A great many Twitter users watched as the strangest of events unfolded on Saturday 11th June. Social media is a funny thing, there you are, sitting quite happily in the comfort of your own armchair, chatting away. Guards are down and you forget those other eyes that can be watching in, you forget that you are typing and not actually talking, you forget that anything put in writing can come back and bite you on the bum.
I’m not sure that having a cosy chat though, was on one solicitor’s mind. What seemed to be on his mind is those occasions where there’s been a big case, a case that’s tested what was actually meant by a specific strand of writing contained in a law. On the one side, there’s a solicitor, working on behalf of a Local Authority, attempting to dilute meaning so as to ‘lessen the financial burden on the LA’. On the other, because important case law might be being established, a parent may be supported by a pro bono solicitor or a legal charity, or maybe they have deep enough pockets themselves to hire a Lawyer. Their legal team will be seeking to strengthen what is meant in law, because it is important for those the law serves. Because of the importance of the clarification, the result is often widely publicised. It may in the favour of the LA, or in favour of children with SEN/D. Last week a judgement was passed in two cases which were heard together, the judgements can be found here: https://www.senexpertsolicitors.co.uk/news/clarity-upper-tribunal-young-people-ehcps/
I don’t know if this was at the back of the LA’s solicitors mind on Saturday, but his posts might indicate that it may have been the case. The judgements found in favour of the parents’ (Lawyers) understanding of what the law meant. The subsequent posts from the LAs solicitor were bizarre and the most unfortunate upshot, to borrow from a Tweet, is that the solicitor concerned may have just become the greatest whistle-blower into the workings of a SEND appeal from a LAs perspective that there has ever been (sorry, I don’t know the original posters name).
First-tier tribunals, just like the Upper Tier described above, should be about clarification. The point of SENDIST is so a parent, who remains in disagreement with an LAs decision, can ask the tribunal to act in the LAs place to decide whether or not their child is legally entitled to what is being requested. Of course, they must provide evidence for what they are seeking, whether it’s an assessment of needs, an hour a week of explicit literacy teaching or speech therapy, or a change of school. By the time that parents reach tribunal, they tend to be tightly coiled and emotionally spent. They may also be financially spent, having had to seek independent reports to support their case. The vast majority of parents will not know the law. They will make emotional appeals based on what they view as a ‘common sense’ approach. Their child might be falling further and further behind, they might not even be in school at all. Minor issues that could have been easily resolved with some early support may now be entrenched mental ill-health. the parents who found themselves in the Upper Tier will have already gone through the First Tier.

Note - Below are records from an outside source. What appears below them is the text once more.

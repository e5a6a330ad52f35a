//! Rate limiting utilities

use governor::{
    clock::{Clock, FakeRelativeClock},
    middleware::NoOpMiddleware,
    state::{InMemoryState, NotKeyed},
    Quota, RateLimiter,
};
use std::time::Duration;

/// Rate limiter driven by the engine's injected clock instead of the wall clock
pub type Limiter =
    RateLimiter<NotKeyed, InMemoryState, FakeRelativeClock, NoOpMiddleware<<FakeRelativeClock as Clock>::Instant>>;

/// Minimum spacing between forced resumes issued by the self-echo guard
pub const FORCED_RESUME_INTERVAL_MS: u64 = 750;

/// A single-permit limiter that follows caller-supplied timestamps.
///
/// The engine never reads the wall clock itself, so the governor clock is
/// advanced by the delta between successive `check_at` calls.
pub struct SteppedLimiter {
    limiter: Limiter,
    clock: FakeRelativeClock,
    last_ms: Option<f64>,
}

impl SteppedLimiter {
    /// One permit per `interval_ms`
    pub fn with_interval_ms(interval_ms: u64) -> Self {
        let period = Duration::from_millis(interval_ms.max(1));
        let quota = Quota::with_period(period).unwrap_or_else(|| Quota::per_second(nonzero_one()));
        let clock = FakeRelativeClock::default();
        let limiter = RateLimiter::direct_with_clock(quota, &clock);
        Self {
            limiter,
            clock,
            last_ms: None,
        }
    }

    /// Check if an action is allowed at `now_ms` (returns true if allowed)
    pub fn check_at(&mut self, now_ms: f64) -> bool {
        if let Some(last) = self.last_ms {
            let delta = now_ms - last;
            if delta > 0.0 {
                self.clock
                    .advance(Duration::from_micros((delta * 1000.0).round() as u64));
                self.last_ms = Some(now_ms);
            }
        } else {
            self.last_ms = Some(now_ms);
        }
        self.limiter.check().is_ok()
    }
}

fn nonzero_one() -> std::num::NonZeroU32 {
    std::num::NonZeroU32::MIN
}
//! Bounded fixed-step catch-up scheduling behind the pause gate

use tracing::{debug, info};

use crate::config::EngineConfig;

/// Slices shorter than this are rounding noise
const SLICE_EPSILON_SECS: f64 = 1e-9;

#[derive(Debug, Clone, Copy, PartialEq, Eq)]
pub enum SchedulerState {
    /// Nothing to do this tick
    Idle,
    /// Pause gate closed; polling
    Gated,
    Stepping,
}

/// What the caller should run for one scheduler invocation
#[derive(Debug, Clone, PartialEq)]
pub struct TickPlan {
    pub state: SchedulerState,
    /// Slice lengths in seconds, each at most the configured step
    pub steps: Vec<f64>,
    /// Wall time beyond the catch-up cap, discarded
    pub dropped_secs: f64,
    /// When to invoke the scheduler again
    pub next_delay_ms: f64,
    /// The gate opened since the previous tick
    pub resumed: bool,
}

impl TickPlan {
    pub fn simulated_secs(&self) -> f64 {
        self.steps.iter().sum()
    }
}

/// Turns wall-clock deltas into bounded fixed-size simulation slices.
///
/// While gated it does not block: it asks to be called again after
/// `gated_poll_ms`, which bounds resume latency to one poll interval at the
/// cost of a cheap wake-up per interval.
#[derive(Debug, Clone)]
pub struct SimulationScheduler {
    last_tick_ms: Option<f64>,
    state: SchedulerState,
    freeze_until_ms: f64,
    max_step_secs: f64,
    max_steps: u32,
    gated_poll_ms: f64,
    frame_interval_ms: f64,
    config: EngineConfig,
}

impl SimulationScheduler {
    pub fn new(config: &EngineConfig) -> Self {
        Self {
            last_tick_ms: None,
            state: SchedulerState::Idle,
            freeze_until_ms: f64::NEG_INFINITY,
            max_step_secs: config.max_step_seconds,
            max_steps: config.max_steps_per_tick,
            gated_poll_ms: config.gated_poll_ms,
            frame_interval_ms: config.frame_interval_ms,
            config: config.clone(),
        }
    }

    pub fn state(&self) -> SchedulerState {
        self.state
    }

    /// Plan the work for a tick at `now_ms`
    pub fn tick(&mut self, now_ms: f64, gated: bool, party_size: usize) -> TickPlan {
        let wall_delta_ms = match self.last_tick_ms {
            Some(last) if now_ms > last => now_ms - last,
            _ => 0.0,
        };
        self.last_tick_ms = Some(now_ms);

        if gated {
            if self.state != SchedulerState::Gated {
                debug!("Scheduler gated");
            }
            self.state = SchedulerState::Gated;
            return TickPlan {
                state: SchedulerState::Gated,
                steps: Vec::new(),
                dropped_secs: 0.0,
                next_delay_ms: self.gated_poll_ms,
                resumed: false,
            };
        }

        let resumed = self.state == SchedulerState::Gated;
        if resumed {
            let freeze_ms = self.config.freeze_ms_for_party(party_size);
            self.freeze_until_ms = now_ms + freeze_ms;
            info!(party_size, freeze_ms, "Resuming simulation");
        }

        let (steps, dropped_secs) = self.slice(wall_delta_ms / 1000.0);
        if dropped_secs > 0.0 {
            debug!(dropped_secs, steps = steps.len(), "Catch-up capped");
        }

        self.state = if steps.is_empty() {
            SchedulerState::Idle
        } else {
            SchedulerState::Stepping
        };

        TickPlan {
            state: self.state,
            steps,
            dropped_secs,
            next_delay_ms: self.frame_interval_ms,
            resumed,
        }
    }

    /// Non-player entities hold still until the post-resume freeze window ends
    pub fn is_frozen(&self, now_ms: f64) -> bool {
        now_ms < self.freeze_until_ms
    }

    pub fn freeze_remaining_ms(&self, now_ms: f64) -> f64 {
        (self.freeze_until_ms - now_ms).max(0.0)
    }

    /// Forget the last tick time so the next tick starts from "now"
    pub fn reset(&mut self) {
        self.last_tick_ms = None;
        self.state = SchedulerState::Idle;
        self.freeze_until_ms = f64::NEG_INFINITY;
    }

    fn slice(&self, delta_secs: f64) -> (Vec<f64>, f64) {
        let mut remaining = delta_secs;
        let mut steps = Vec::new();
        while remaining > SLICE_EPSILON_SECS && steps.len() < self.max_steps as usize {
            let slice = remaining.min(self.max_step_secs);
            steps.push(slice);
            remaining -= slice;
        }
        let dropped = if remaining > SLICE_EPSILON_SECS {
            remaining
        } else {
            0.0
        };
        (steps, dropped)
    }
}

#[cfg(test)]
mod tests {
    use super::*;

    fn scheduler() -> SimulationScheduler {
        SimulationScheduler::new(&EngineConfig::default())
    }

    #[test]
    fn delta_is_split_into_bounded_slices() {
        let mut s = scheduler();
        assert_eq!(s.tick(1_000.0, false, 1).state, SchedulerState::Idle);

        let plan = s.tick(1_250.0, false, 1);
        assert_eq!(plan.state, SchedulerState::Stepping);
        assert_eq!(plan.steps.len(), 3);
        assert!(plan.steps.iter().all(|dt| *dt <= 0.1 + 1e-12));
        assert!((plan.simulated_secs() - 0.25).abs() < 1e-9);
        assert_eq!(plan.dropped_secs, 0.0);
    }

    #[test]
    fn long_suspension_is_capped_and_not_deferred() {
        let mut s = scheduler();
        s.tick(0.0, false, 1);
        let plan = s.tick(250_000.0, false, 1);
        assert_eq!(plan.steps.len(), 1000);
        assert!((plan.dropped_secs - 150.0).abs() < 1e-6);

        let next = s.tick(250_016.0, false, 1);
        assert_eq!(next.steps.len(), 1);
        assert!((next.simulated_secs() - 0.016).abs() < 1e-9);
    }

    #[test]
    fn gated_ticks_poll_without_stepping_or_accumulating() {
        let mut s = scheduler();
        s.tick(0.0, false, 2);
        let gated = s.tick(500.0, true, 2);
        assert_eq!(gated.state, SchedulerState::Gated);
        assert!(gated.steps.is_empty());
        assert_eq!(gated.next_delay_ms, 33.0);
        s.tick(10_000.0, true, 2);

        let resumed = s.tick(10_020.0, false, 2);
        assert!(resumed.resumed);
        assert!((resumed.simulated_secs() - 0.02).abs() < 1e-9);
    }

    #[test]
    fn resume_freeze_scales_with_party() {
        let mut s = scheduler();
        s.tick(0.0, true, 3);
        s.tick(100.0, false, 3);
        assert!(s.is_frozen(100.0));
        assert!(s.is_frozen(849.0));
        assert!(!s.is_frozen(850.0));

        let mut solo = scheduler();
        solo.tick(0.0, true, 1);
        solo.tick(100.0, false, 1);
        assert!(!solo.is_frozen(100.0));
    }

    #[test]
    fn backwards_clock_counts_as_no_time() {
        let mut s = scheduler();
        s.tick(1_000.0, false, 1);
        let plan = s.tick(900.0, false, 1);
        assert_eq!(plan.state, SchedulerState::Idle);
        assert!(plan.steps.is_empty());
    }
}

So what actually happened on Saturday night? Well, this solicitor, who has contracts with multiple LAs to defend parents’ appeals, decided to publish a taunting post. Not only was he taunting, he may well have exposed who his target family were. Big data protection no-no. It seems that the solicitor was happy that a parent did not know their legal rights and waived away the support that the child should have had, support that the child was entitled to. Yes, that was the upshot. He was happy that a parent was not educated well enough in the law to secure the support that the LA had a duty to provide.
It was suggested that he reflected on the appropriateness of the tweet and off it went. A Twitter storm. He taunted and then blocked angered parents, he also blocked professionals suggesting he ought to desist. A parent did a quickie search to look at contract values, others offered further information. It was estimated that there was over £1million in live contracts. That’s over £1million of taxpayers money being spent so that LAs can oppose amendments to SEN/D children’s support. Over £1million towards ensuring that LAs do not have to comply with their duties. £1million that could have put support and training into schools.
Were parents angry? You bet they were. Are the LAs angry? We will have to wait and see. They have been exposed as deliberately employing a firm of solicitors who, rather than advise the LA on their duties, are there to avoid them having to meet them. Quite embarrassing, yes?